Problem:
All the data must be output exactly as given.

***** Task material

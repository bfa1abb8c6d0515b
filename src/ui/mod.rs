//! Browser shell
//!
//! Builds the checklist DOM, wires its events to the core, and hosts the
//! Sticky Carrot overlay when the feature flag is on.

mod checklist;
mod overlay;

use std::cell::RefCell;
use std::rc::Rc;

use wasm_bindgen::{JsCast, JsValue};
use web_sys::{Document, Element};

use crate::model::{CompletionState, Group, default_groups};
use crate::platform::web::{LocalStorage, describe, query_param};
use crate::settings::{FeatureFlags, Settings};
use crate::store::ChecklistStore;

/// State shared by every event handler
pub struct App {
    pub groups: Vec<Group>,
    pub store: ChecklistStore<LocalStorage>,
    pub state: CompletionState,
    pub settings: Settings,
}

impl App {
    pub fn new(groups: Vec<Group>, storage: LocalStorage) -> Self {
        let settings = Settings::load(&storage);
        let store = ChecklistStore::new(storage);
        let state = store.load_completion_state();
        Self {
            groups,
            store,
            state,
            settings,
        }
    }

    /// Checkbox changed: update the record and flush the whole map
    pub fn toggle(&mut self, task_id: u32, checked: bool) {
        self.store.toggle(&mut self.state, task_id, checked);
    }

    pub fn save_settings(&mut self) {
        self.settings.save(self.store.storage_mut());
    }

    /// Flags as the next page load will see them
    pub fn feature_flags(&self) -> FeatureFlags {
        FeatureFlags::from_build(&self.settings, query_param("stickycarrot").as_deref())
    }
}

/// Entry point: logging, DOM, optional mini-game launcher
pub fn run() {
    console_error_panic_hook::set_once();
    // Fails only if a logger is already installed
    let _ = console_log::init_with_level(log::Level::Info);

    log::info!("Carrot Checklist starting...");

    let app = Rc::new(RefCell::new(App::new(default_groups(), LocalStorage::open())));

    if let Err(e) = checklist::mount(app.clone()) {
        log::error!("Failed to build checklist: {}", describe(&e));
        return;
    }

    let flags = app.borrow().feature_flags();
    if flags.sticky_carrot {
        if let Err(e) = overlay::install_launcher(app) {
            log::error!("Failed to install Sticky Carrot: {}", describe(&e));
        }
    }

    log::info!("Carrot Checklist running!");
}

fn document() -> Result<Document, JsValue> {
    web_sys::window()
        .and_then(|w| w.document())
        .ok_or_else(|| JsValue::from_str("no document"))
}

/// Create an element with a class attribute
fn element(document: &Document, tag: &str, class: &str) -> Result<Element, JsValue> {
    let el = document.create_element(tag)?;
    if !class.is_empty() {
        el.set_class_name(class);
    }
    Ok(el)
}

/// Create an element and cast it to a concrete type
fn typed<T: JsCast>(document: &Document, tag: &str, class: &str) -> Result<T, JsValue> {
    element(document, tag, class)?
        .dyn_into::<T>()
        .map_err(|_| JsValue::from_str(&format!("<{}> has unexpected type", tag)))
}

**********

Answer for this exercise:
repository bfa1abb8c6d0515b
filename src/ui/mod.rs
//! Browser shell
//!
//! Builds the checklist DOM, wires its events to the core, and hosts the
//! Sticky Carrot overlay when the feature flag is on.

mod checklist;
mod overlay;

use std::cell::RefCell;
use std::rc::Rc;

use wasm_bindgen::{JsCast, JsValue};
use web_sys::{Document, Element};

use crate::model::{CompletionState, Group, default_groups};
use crate::platform::web::{LocalStorage, describe, query_param};
use crate::settings::{FeatureFlags, Settings};
use crate::store::ChecklistStore;

/// State shared by every event handler
pub struct App {
    pub groups: Vec<Group>,
    pub store: ChecklistStore<LocalStorage>,
    pub state: CompletionState,
    pub settings: Settings,
}

impl App {
    pub fn new(groups: Vec<Group>, storage: LocalStorage) -> Self {
        let settings = Settings::load(&storage);
        let store = ChecklistStore::new(storage);
        let state = store.load_completion_state();
        Self {
            groups,
            store,
            state,
            settings,
        }
    }

    /// Checkbox changed: update the record and flush the whole map
    pub fn toggle(&mut self, task_id: u32, checked: bool) {
        self.store.toggle(&mut self.state, task_id, checked);
    }

    pub fn save_settings(&mut self) {
        self.settings.save(self.store.storage_mut());
    }

    /// Flags as the next page load will see them
    pub fn feature_flags(&self) -> FeatureFlags {
        FeatureFlags::from_build(&self.settings, query_param("stickycarrot").as_deref())
    }
}

/// Entry point: logging, DOM, optional mini-game launcher
pub fn run() {
    console_error_panic_hook::set_once();
    // Fails only if a logger is already installed
    let _ = console_log::init_with_level(log::Level::Info);

    log::info!("Carrot Checklist starting...");

    let app = Rc::new(RefCell::new(App::new(default_groups(), LocalStorage::open())));

    if let Err(e) = checklist::mount(app.clone()) {
        log::error!("Failed to build checklist: {}", describe(&e));
        return;
    }

    let flags = app.borrow().feature_flags();
    if flags.sticky_carrot {
        if let Err(e) = overlay::install_launcher(app) {
            log::error!("Failed to install Sticky Carrot: {}", describe(&e));
        }
    }

    log::info!("Carrot Checklist running!");
}

fn document() -> Result<Document, JsValue> {
    web_sys::window()
        .and_then(|w| w.document())
        .ok_or_else(|| JsValue::from_str("no document"))
}

/// Create an element with a class attribute
fn element(document: &Document, tag: &str, class: &str) -> Result<Element, JsValue> {
    let el = document.create_element(tag)?;
    if !class.is_empty() {
        el.set_class_name(class);
    }
    Ok(el)
}

/// Create an element and cast it to a concrete type
fn typed<T: JsCast>(document: &Document, tag: &str, class: &str) -> Result<T, JsValue> {
    element(document, tag, class)?
        .dyn_into::<T>()
        .map_err(|_| JsValue::from_str(&format!("<{}> has unexpected type", tag)))
}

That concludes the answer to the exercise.